While it is acceptable that borrowing for development is inevitable, there reaches a point where we have to pause for breath or alternatively face the grim reality of paying up.

Over the past few years, as spending partly fueled by high appetite for kickbacks and a surging wage bill piled on, several international institutions warned us that we were treading on dangerous ground.

In response, the Treasury would ritually commit to cut the deficits and indeed engage in the so-called ‘fiscal consolidation’ that in simple language means slowing down spending.

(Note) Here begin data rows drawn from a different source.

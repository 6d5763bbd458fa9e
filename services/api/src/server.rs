use crate::cli::ServeArgs;
use crate::infra::AppState;
use crate::routes::lead_routes;
use axum::Extension;
use axum_prometheus::PrometheusMetricLayer;
use lead_scoring::config::AppConfig;
use lead_scoring::error::AppError;
use lead_scoring::scoring::LeadScoringEngine;
use lead_scoring::telemetry;
use std::sync::atomic::Ordering;
use std::sync::Arc;
use tracing::info;

pub(crate) async fn run(mut args: ServeArgs) -> Result<(), AppError> {
    let mut config = AppConfig::load()?;

    if let Some(host) = args.host.take() {
        config.server.host = host;
    }
    if let Some(port) = args.port.take() {
        config.server.port = port;
    }

    telemetry::init(&config.telemetry)?;

    let engine = Arc::new(LeadScoringEngine::new(config.scoring.clone()));
    let (prometheus_layer, prometheus_handle) = PrometheusMetricLayer::pair();
    let readiness_flag = Arc::new(std::sync::atomic::AtomicBool::new(false));
    let app_state = AppState {
        readiness: readiness_flag.clone(),
        metrics: Arc::new(prometheus_handle),
        engine: engine.clone(),
    };

    let app = lead_routes()
        .layer(Extension(app_state))
        .layer(prometheus_layer);

    let addr = config.server.socket_addr()?;
    let listener = tokio::net::TcpListener::bind(addr).await?;
    readiness_flag.store(true, Ordering::Release);

    info!(
        ?config.environment,
        %addr,
        ml_enabled = engine.ml_enabled(),
        "lead scoring service ready"
    );

    axum::serve(listener, app).await?;
    Ok(())
}
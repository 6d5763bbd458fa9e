use crate::infra::AppState;
use axum::http::{header, StatusCode};
use axum::response::IntoResponse;
use axum::routing::{get, post};
use axum::{Extension, Json, Router};
use lead_scoring::error::AppError;
use lead_scoring::import::LeadCsvImporter;
use lead_scoring::scoring::{Insights, LeadRecord, ScoreResult, ScoreSummary};
use serde::{Deserialize, Serialize};
use serde_json::json;
use tracing::info;

#[derive(Debug, Serialize)]
pub(crate) struct ScoreResponse {
    pub(crate) score: ScoreResult,
    pub(crate) insights: Insights,
}

#[derive(Debug, Deserialize)]
pub(crate) struct BatchScoreRequest {
    #[serde(default)]
    pub(crate) leads: Vec<LeadRecord>,
}

#[derive(Debug, Serialize)]
pub(crate) struct BatchScoreResponse {
    pub(crate) results: Vec<ScoreResult>,
    pub(crate) summary: ScoreSummary,
}

#[derive(Debug, Deserialize)]
pub(crate) struct InsightsRequest {
    pub(crate) lead: LeadRecord,
    #[serde(default)]
    pub(crate) score: Option<ScoreResult>,
}

pub(crate) fn lead_routes() -> Router {
    Router::new()
        .route("/health", get(healthcheck))
        .route("/ready", get(readiness_endpoint))
        .route("/metrics", get(metrics_endpoint))
        .route("/api/v1/leads/score", post(score_endpoint))
        .route("/api/v1/leads/score/batch", post(batch_score_endpoint))
        .route("/api/v1/leads/import", post(import_endpoint))
        .route("/api/v1/leads/insights", post(insights_endpoint))
}

pub(crate) async fn healthcheck() -> Json<serde_json::Value> {
    Json(json!({ "status": "ok" }))
}

pub(crate) async fn readiness_endpoint(Extension(state): Extension<AppState>) -> impl IntoResponse {
    let ready = state.readiness.load(std::sync::atomic::Ordering::Relaxed);
    let status = if ready {
        StatusCode::OK
    } else {
        StatusCode::SERVICE_UNAVAILABLE
    };

    let payload = if ready {
        json!({ "status": "ready", "ml_enabled": state.engine.ml_enabled() })
    } else {
        json!({ "status": "initializing" })
    };

    (status, Json(payload))
}

pub(crate) async fn metrics_endpoint(Extension(state): Extension<AppState>) -> impl IntoResponse {
    (
        StatusCode::OK,
        [(header::CONTENT_TYPE, "text/plain; version=0.0.4")],
        state.metrics.render(),
    )
}

pub(crate) async fn score_endpoint(
    Extension(state): Extension<AppState>,
    Json(lead): Json<LeadRecord>,
) -> Json<ScoreResponse> {
    let score = state.engine.calculate_lead_score(&lead).await;
    let insights = state.engine.score_insights(&lead, &score);

    Json(ScoreResponse { score, insights })
}

pub(crate) async fn batch_score_endpoint(
    Extension(state): Extension<AppState>,
    Json(payload): Json<BatchScoreRequest>,
) -> Json<BatchScoreResponse> {
    let results = state.engine.batch_calculate_scores(&payload.leads).await;
    let summary = ScoreSummary::from_results(&results);
    info!(
        total = summary.total,
        ml_scored = summary.ml_scored,
        average = summary.average_score,
        "scored lead batch"
    );

    Json(BatchScoreResponse { results, summary })
}

/// Scores a sheet export posted as the raw CSV body.
pub(crate) async fn import_endpoint(
    Extension(state): Extension<AppState>,
    body: String,
) -> Result<Json<BatchScoreResponse>, AppError> {
    let leads = LeadCsvImporter::from_reader(body.as_bytes())?;
    let results = state.engine.batch_calculate_scores(&leads).await;
    let summary = ScoreSummary::from_results(&results);
    info!(
        total = summary.total,
        average = summary.average_score,
        "scored imported leads"
    );

    Ok(Json(BatchScoreResponse { results, summary }))
}

pub(crate) async fn insights_endpoint(
    Extension(state): Extension<AppState>,
    Json(payload): Json<InsightsRequest>,
) -> Json<Insights> {
    let InsightsRequest { lead, score } = payload;
    let score = match score {
        Some(score) => score,
        None => state.engine.calculate_lead_score(&lead).await,
    };

    Json(state.engine.score_insights(&lead, &score))
}
use serde::{Deserialize, Serialize};

use super::domain::{BudgetRange, LeadRecord, Timeline};
use super::{Factor, ScoreResult};

const PRIORITY_CONTACT_THRESHOLD: u8 = 80;

/// Letter grade derived from the score, inclusive lower bounds.
#[derive(Debug, Clone, Copy, PartialEq, Eq, PartialOrd, Ord, Hash, Serialize, Deserialize)]
pub enum Grade {
    #[serde(rename = "A+")]
    APlus,
    A,
    B,
    C,
    D,
    F,
}

impl Grade {
    pub fn from_score(score: u8) -> Self {
        match score {
            90..=u8::MAX => Grade::APlus,
            80..=89 => Grade::A,
            70..=79 => Grade::B,
            60..=69 => Grade::C,
            50..=59 => Grade::D,
            _ => Grade::F,
        }
    }

    pub const fn label(self) -> &'static str {
        match self {
            Grade::APlus => "A+",
            Grade::A => "A",
            Grade::B => "B",
            Grade::C => "C",
            Grade::D => "D",
            Grade::F => "F",
        }
    }
}

/// Coarse hot/warm/cold bucket used by the sales dashboards.
#[derive(Debug, Clone, Copy, PartialEq, Eq, PartialOrd, Ord, Hash, Serialize, Deserialize)]
pub enum Temperature {
    Hot,
    Warm,
    Cold,
}

impl Temperature {
    pub fn from_score(score: u8) -> Self {
        match score {
            80..=u8::MAX => Temperature::Hot,
            50..=79 => Temperature::Warm,
            _ => Temperature::Cold,
        }
    }

    pub const fn label(self) -> &'static str {
        match self {
            Temperature::Hot => "Hot",
            Temperature::Warm => "Warm",
            Temperature::Cold => "Cold",
        }
    }
}

#[derive(Debug, Clone, Copy, PartialEq, Eq, Serialize, Deserialize)]
#[serde(rename_all = "lowercase")]
pub enum RecommendationKind {
    Priority,
    Qualification,
    Engagement,
}

/// Next qualification step suggested to the sales rep.
#[derive(Debug, Clone, PartialEq, Eq, Serialize, Deserialize)]
pub struct Recommendation {
    #[serde(rename = "type")]
    pub kind: RecommendationKind,
    pub message: String,
    pub action: String,
}

impl Recommendation {
    fn new(kind: RecommendationKind, message: &str, action: &str) -> Self {
        Self {
            kind,
            message: message.to_string(),
            action: action.to_string(),
        }
    }
}

#[derive(Debug, Clone, PartialEq, Serialize, Deserialize)]
pub struct Insights {
    pub score: u8,
    pub grade: Grade,
    pub temperature: Temperature,
    pub factors: Vec<Factor>,
    pub recommendations: Vec<Recommendation>,
}

pub fn explain(lead: &LeadRecord, score: &ScoreResult) -> Insights {
    let mut recommendations = Vec::new();

    if score.value >= PRIORITY_CONTACT_THRESHOLD {
        recommendations.push(Recommendation::new(
            RecommendationKind::Priority,
            "High-value lead: prioritize immediate contact",
            "Schedule a call within 24 hours",
        ));
    }

    if !lead.decision_maker {
        recommendations.push(Recommendation::new(
            RecommendationKind::Qualification,
            "Decision maker has not been identified",
            "Ask about the decision-making process and key stakeholders",
        ));
    }

    if lead.timeline == Timeline::Unknown {
        recommendations.push(Recommendation::new(
            RecommendationKind::Qualification,
            "Purchase timeline is unclear",
            "Clarify the expected purchase timeline",
        ));
    }

    if lead.budget == BudgetRange::Unknown {
        recommendations.push(Recommendation::new(
            RecommendationKind::Qualification,
            "Budget information is missing",
            "Understand the budget range and approval process",
        ));
    }

    if lead.interactions.is_empty() {
        recommendations.push(Recommendation::new(
            RecommendationKind::Engagement,
            "No interactions recorded yet",
            "Initiate first contact",
        ));
    }

    Insights {
        score: score.value,
        grade: Grade::from_score(score.value),
        temperature: Temperature::from_score(score.value),
        factors: score.factors.clone(),
        recommendations,
    }
}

That never happened as the Finance chief Henry Rotich, with clear connivance of Parliament, which has sweeping powers over the budgeting process since the 2011 constitution, has kept rolling out ever-bloated expenditure plans.

To say the chickens have come home to roost would be an understatement. Kenya now faces a debt of Sh5 trillion owed to foreign and local debtors and is still seeking more, with debt servicing now eating up 35 per cent of the budget.

More worrying is the IMF threat to cut the country loose for failure to meet the stand-by loan conditions—basically impose the 16 per cent VAT on fuel and scrap interest controls. Parliament, which allowed the Treasury to go haywire while also inflating own pay, has opposed both measures for populist reasons.

However, as Moody’s warns, the result of failing to meet the conditions will be escalated borrowing cost, especially external, as well as budget deficits.

That is a coded way of saying potential default and sovereign downgrade. The IMF facility expires tomorrow, meaning the shilling will on top be shorn of IMF insurance.

We made our bed. Let’s lie on it, by agreeing to IMF medicine, without trying to hoodwink the public.